それに、俺達の仕事がないってどういうことなんだ?」
「えっ??まぁ、落ち着けよ、影山っ。
俺達、ボスから直接聞いたんだよ。」
「「何て??」」
「『遠藤と影山は長年の恋を実らせて一週間休暇を取るから、彼らの仕事は君達で分担してくれ。
必要なら俺も得意先に行くから』ってさ。
実際、かなりの件数をボス直々に回ってくれたんだぜ。
だから、チーフとお前の分は新規でない限り、仕事はないよ。
で?どうなんだ?新婚生活は。
後でゆっくり聞かせろよ。
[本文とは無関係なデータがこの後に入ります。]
impl<'data> ChainedFixups<'data> {
    /// Parse the raw payload of an `LC_DYLD_CHAINED_FIXUPS` load command.
    pub fn parse(data: &'data [u8]) -> Result<Self> {
        let data = Bytes(data);
        let header = data
            .read_at::<fixups::DyldChainedFixupsHeader<LittleEndian>>(0)
            .read_error("Invalid chained fixups header size or alignment")?;
        if header.fixups_version.get(LittleEndian) != fixups::DYLD_CHAINED_FIXUPS_VERSION {
            return Err(Error::new(
                ErrorKind::UnsupportedVersion,
                "Unsupported chained fixups version",
            ));
        }
        Ok(ChainedFixups { data, header })
    }

    /// Return the raw header.
    pub fn header(&self) -> &'data fixups::DyldChainedFixupsHeader<LittleEndian> {
        self.header
    }

    /// Return the starts table embedded in the payload.
    pub fn starts_in_image(&self) -> Result<ChainedStartsInImage<'data>> {
        let offset = self.header.starts_offset.get(LittleEndian) as usize;
        let mut data = self.data;
        data.skip(offset)
            .read_error("Invalid chained fixups starts offset")?;
        ChainedStartsInImage::parse(data)
    }

    /// Return the imports table embedded in the payload.
    pub fn imports(&self) -> Result<ChainedImports<'data>> {
        let format = ImportsFormat::from_u32(self.header.imports_format.get(LittleEndian))?;
        let offset = self.header.imports_offset.get(LittleEndian) as usize;
        let count = self.header.imports_count.get(LittleEndian);
        let mut data = self.data;
        data.skip(offset)
            .read_error("Invalid chained fixups imports offset")?;
        Ok(ChainedImports {
            data,
            format,
            count,
        })
    }

    /// Return the symbol name at the given offset in the payload's symbol
    /// string pool.
    ///
    /// The offset usually comes from [`ChainedImport::name_offset`].
    /// Returns an error if the pool is zlib compressed, since this crate
    /// does not perform decompression.
    pub fn symbol_name(&self, name_offset: u32) -> Result<&'data [u8]> {
        if self.header.symbols_format.get(LittleEndian) != fixups::DYLD_CHAINED_SYMBOL_UNCOMPRESSED
        {
            return Err(Error::new(
                ErrorKind::UnsupportedVersion,
                "Unsupported chained fixups symbols format",
            ));
        }
        let offset = self.header.symbols_offset.get(LittleEndian) as usize;
        let offset = offset
            .checked_add(name_offset as usize)
            .read_error("Invalid chained fixups symbol name offset")?;
        self.data
            .read_string_at(offset)
            .read_error("Invalid chained fixups symbol name")
    }
}

/// The starts table of a chained fixups payload, locating the chain starts
/// for every segment.
#[derive(Debug, Clone, Copy)]
pub struct ChainedStartsInImage<'data> {
    data: Bytes<'data>,
    seg_info_offset: &'data [crate::endian::U32<LittleEndian>],
}

impl<'data> ChainedStartsInImage<'data> {
    /// Parse a `dyld_chained_starts_in_image` structure at the start of the
    /// given data.
    pub fn parse(data: Bytes<'data>) -> Result<Self> {
        let image = data
            .read_at::<fixups::DyldChainedStartsInImage<LittleEndian>>(0)
            .read_error("Invalid chained fixups starts in image")?;
        let seg_count = image.seg_count.get(LittleEndian) as usize;
        let seg_info_offset = data
            .read_slice_at(4, seg_count)
            .read_error("Invalid chained fixups segment count")?;
        Ok(ChainedStartsInImage {
            data,
            seg_info_offset,
        })
    }

    /// The number of segments in the image.
    pub fn segment_count(&self) -> u32 {
        self.seg_info_offset.len() as u32
    }

    /// Return the starts for the given segment index.
    ///
    /// Returns `Ok(None)` if the segment has no fixups.
    pub fn segment_starts(&self, index: u32) -> Result<Option<ChainedStartsInSegment<'data>>> {
        let offset = self
            .seg_info_offset
            .get(index as usize)
            .read_error("Chained fixups segment index out of range")?
            .get(LittleEndian) as usize;
        if offset == 0 {
            return Ok(None);
        }
        let mut data = self.data;
        data.skip(offset)
            .read_error("Invalid chained fixups segment info offset")?;
        ChainedStartsInSegment::parse(data).map(Some)
    }
}

/// The chain starts for one segment.
#[derive(Debug, Clone, Copy)]
pub struct ChainedStartsInSegment<'data> {
    info: &'data fixups::DyldChainedStartsInSegment<LittleEndian>,
    page_start: &'data [crate::endian::U16<LittleEndian>],
}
」
板野はくぃくぃっと肘で斗真を突いて、揶揄うような口調で続けた。
「社内の女性陣のショックの受け方といったらなかったぜ。
早退する者、翌日有休取る者、鼻血吹き出す奴…
阿鼻叫喚…思わずこの四字熟語思い出しちまったよ。アレは動画で残しときたかったなぁ…
お陰でその日は業務にならずに開店休業状態だったんだよ」
当事者抜きで…いきなり社内にカムアウトだとぉー?
やられた…
ボスのドヤ顔が目に浮かんだ。
俺は女に興味はないし(斗真以外の記憶はしっかりあるから今までの関係のあった奴はみんな男だというのは覚えている)こんな状態で発表されたら、斗真は…ノンケだった(らしい)アイツが、女を選んで結婚ってなった時に、どう責任を取るつもりなんだ?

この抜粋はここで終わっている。